There is a man in the synagogue on the sabbath who has a withered hand. In a primarily agrarian culture, this man’s disability severely impacts his economic opportunities, measurably hinders his life. Jesus, who is teaching in the synagogue, sees him and decides to heal him. Jesus’ opponents are outraged at the prospect that he would heal someone on the Sabbath because they see that as work, and since you’re not supposed to work on the Sabbath, they interpret Jesus’ actions as breaking the Sabbath commandment.
There are a lot of ways Jesus could counter their argument. The avenue he chooses is fascinating. He says, “Is it lawful to do good or to do harm on the Sabbath? To save life or destroy it?” Jesus’ argument, essentially, is that if someone in front of me needs help, and I refuse to help them even though I am perfectly capable of doing so, I am choosing harm and destruction. I am choosing violence. Saying “it’s the law” doesn’t make violence less violent.

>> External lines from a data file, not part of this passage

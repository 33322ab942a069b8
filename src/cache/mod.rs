use lru::LruCache;
use std::hash::Hash;
use std::num::NonZeroUsize;
use std::time::{Duration, Instant};

/// Key → (value, inserted-at) with a fixed time-to-live and a size bound.
///
/// Expiry is checked on read; stale entries are evicted lazily when touched
/// or by `purge_expired`. At capacity the least recently used key goes.
pub struct TtlCache<K: Hash + Eq, V> {
    entries: LruCache<K, (V, Instant)>,
    ttl: Duration,
}

impl<K: Hash + Eq + Clone, V: Clone> TtlCache<K, V> {
    pub fn new(ttl: Duration, capacity: NonZeroUsize) -> Self {
        Self {
            entries: LruCache::new(capacity),
            ttl,
        }
    }

    pub fn get(&mut self, key: &K) -> Option<V> {
        self.get_at(key, Instant::now())
    }

    pub fn insert(&mut self, key: K, value: V) {
        self.insert_at(key, value, Instant::now());
    }

    /// Lookup as of `now`. An entry is live while `now - inserted < ttl`.
    pub fn get_at(&mut self, key: &K, now: Instant) -> Option<V> {
        let expired = match self.entries.peek(key) {
            None => return None,
            Some((_, inserted)) => now.saturating_duration_since(*inserted) >= self.ttl,
        };

        if expired {
            self.entries.pop(key);
            return None;
        }
        self.entries.get(key).map(|(v, _)| v.clone())
    }

    pub fn insert_at(&mut self, key: K, value: V, now: Instant) {
        self.entries.put(key, (value, now));
    }

    /// Drop every expired entry. Returns how many were removed.
    pub fn purge_expired(&mut self, now: Instant) -> usize {
        let expired: Vec<K> = self
            .entries
            .iter()
            .filter(|(_, (_, inserted))| now.saturating_duration_since(*inserted) >= self.ttl)
            .map(|(k, _)| k.clone())
            .collect();

        for key in &expired {
            self.entries.pop(key);
        }
        expired.len()
    }

    pub fn len(&self) -> usize {
        self.entries.len()
    }
}
//! Web presenter: ticker form, result page, JSON endpoint.

pub mod chart;

use crate::config::AppConfig;
use crate::dilution;
use crate::fetcher::{FetchError, Fetcher, UNAVAILABLE_MESSAGE};
use crate::models::{DilutionReport, Rating};
use crate::provider::cleaner::normalise_symbol;
use crate::utils::{fmt_pct, fmt_shares};
use actix_web::http::header::ContentType;
use actix_web::middleware::Logger;
use actix_web::{get, web, App, HttpResponse, HttpServer};
use anyhow::{Context, Result};
use serde::{Deserialize, Serialize};
use serde_json::json;
use std::collections::HashMap;
use tera::Tera;
use tracing::{error, info};

const INDEX_TEMPLATE: &str = include_str!("../../templates/index.html");

pub struct AppState {
    fetcher: Fetcher,
    tera: Tera,
    display_rows: usize,
}

impl AppState {
    pub fn new(fetcher: Fetcher, display_rows: usize) -> Result<Self> {
        let mut tera = Tera::default();
        tera.add_raw_template("index.html", INDEX_TEMPLATE)
            .context("Failed to compile page template")?;
        Ok(Self {
            fetcher,
            tera,
            display_rows,
        })
    }

    fn render_page(&self, view: &PageView) -> HttpResponse {
        let rendered = tera::Context::from_serialize(view)
            .and_then(|ctx| self.tera.render("index.html", &ctx));

        match rendered {
            Ok(html) => HttpResponse::Ok().content_type(ContentType::html()).body(html),
            Err(e) => {
                error!("Template render failed: {:?}", e);
                HttpResponse::InternalServerError().body("Template error")
            }
        }
    }
}

// ── View models ───────────────────────────────────────────────────────────────

#[derive(Debug, Default, Serialize)]
struct PageView {
    ticker: String,
    error: Option<String>,
    report: Option<ReportView>,
}

#[derive(Debug, Serialize)]
struct ReportView {
    symbol: String,
    current_shares: String,
    headline: String,
    rating: String,
    rating_class: &'static str,
    single_record: bool,
    rows: Vec<RowView>,
    chart_svg: Option<String>,
}

#[derive(Debug, Serialize)]
struct RowView {
    period: String,
    shares: String,
    pct_change: String,
}

impl ReportView {
    /// Table shows the `display_rows` most recent periods, newest first.
    fn build(report: &DilutionReport, display_rows: usize) -> Self {
        let changes: HashMap<_, _> = report
            .dilution
            .pct_change_by_period
            .iter()
            .map(|c| (c.period, c.pct_change))
            .collect();

        let rows = report
            .series
            .recent(display_rows)
            .iter()
            .rev()
            .map(|r| RowView {
                period: r.period.to_string(),
                shares: fmt_shares(r.shares_outstanding),
                pct_change: match changes.get(&r.period) {
                    Some(p) => fmt_pct(*p),
                    // first period has no predecessor
                    None => "—".to_string(),
                },
            })
            .collect();

        Self {
            symbol: report.symbol.clone(),
            current_shares: fmt_shares(report.current_shares),
            headline: fmt_pct(report.dilution.last_pct_change),
            rating: report.dilution.rating.to_string(),
            rating_class: match report.dilution.rating {
                Rating::High => "high",
                Rating::Moderate => "moderate",
                Rating::Stable => "stable",
                Rating::NotApplicable => "na",
            },
            single_record: report.series.len() == 1,
            rows,
            chart_svg: chart::line_chart_svg(&report.dilution.defined_points()),
        }
    }
}

// ── Handlers ──────────────────────────────────────────────────────────────────

#[derive(Debug, Deserialize)]
pub struct CheckQuery {
    #[serde(default)]
    ticker: Option<String>,
}

#[get("/")]
async fn index(query: web::Query<CheckQuery>, state: web::Data<AppState>) -> HttpResponse {
    let raw = query.into_inner().ticker.unwrap_or_default();
    let mut view = PageView {
        ticker: normalise_symbol(&raw),
        ..Default::default()
    };

    // empty submission: just the form
    if !view.ticker.is_empty() {
        match state.fetcher.load_shares(&raw).await {
            Ok(lookup) => {
                let report = dilution::report(view.ticker.clone(), lookup);
                info!(
                    "{}: {} ({})",
                    report.symbol,
                    report.dilution.rating,
                    fmt_pct(report.dilution.last_pct_change)
                );
                view.report = Some(ReportView::build(&report, state.display_rows));
            }
            Err(e) => view.error = Some(e.to_string()),
        }
    }

    state.render_page(&view)
}

#[get("/api/dilution/{ticker}")]
async fn dilution_json(path: web::Path<String>, state: web::Data<AppState>) -> HttpResponse {
    let ticker = path.into_inner();

    match state.fetcher.load_shares(&ticker).await {
        Ok(lookup) => {
            HttpResponse::Ok().json(dilution::report(normalise_symbol(&ticker), lookup))
        }
        Err(e @ FetchError::InvalidInput(_)) => {
            HttpResponse::BadRequest().json(json!({ "error": e.to_string() }))
        }
        Err(FetchError::ProviderUnavailable { symbol }) => {
            HttpResponse::NotFound()
                .json(json!({ "ticker": symbol, "error": UNAVAILABLE_MESSAGE }))
        }
    }
}

pub fn configure(cfg: &mut web::ServiceConfig) {
    cfg.service(index).service(dilution_json);
}

// ── Server ────────────────────────────────────────────────────────────────────

pub async fn run(config: &AppConfig) -> Result<()> {
    let fetcher = Fetcher::from_config(config)?;
    let state = web::Data::new(AppState::new(fetcher, config.server.display_rows)?);

    let addr = (config.server.host.clone(), config.server.port);
    info!("Listening on http://{}:{}", addr.0, addr.1);

    HttpServer::new(move || {
        App::new()
            .wrap(Logger::default())
            .app_data(state.clone())
            .configure(configure)
    })
    .bind(addr.clone())
    .with_context(|| format!("Could not bind {}:{}", addr.0, addr.1))?
    .run()
    .await
    .context("Server error")
}

// ── Tests ─────────────────────────────────────────────────────────────────────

If anything, the contrary is true. What is more violent than culturally accepted, legally codified violence? If Jesus was kidnapped and killed by terrorists for something he said or did it would be awful – but I could blame it on some rogue violent group and simply decry political violence and move on with my life. Jesus, however, was arrested and executed legally and lawfully because what he said and did challenged the politically violent status quo. To take this seriously requires me to look at our current system and be honest about its violence. And to take Jesus seriously requires me to look for ways to reform our system – to help make it one that saves lives whenever possible.
Decrying political violence is empty noise if it seeks only to condemn isolated acts. If I weep at the death of Jesus while paying no mind to the system that conditioned people so readily to kill him, I do not understand the scope of the salvation Jesus brings. I am free to point fingers at Pilate or Caiaphas or Herod as individually corrupt or violent men and go about my day unmoved, untransformed. The deliverance of Jesus Christ is so much bigger. It is not just a ticket to Heaven offered on an individual basis to a willing recipient: Jesus is offering deliverance from a politically violent way of living in the world, from a culture of death.
Today Jesus looks at us – we who have been given everything we need in order to take care of one another – and asks, “Will you choose to save or to destroy?”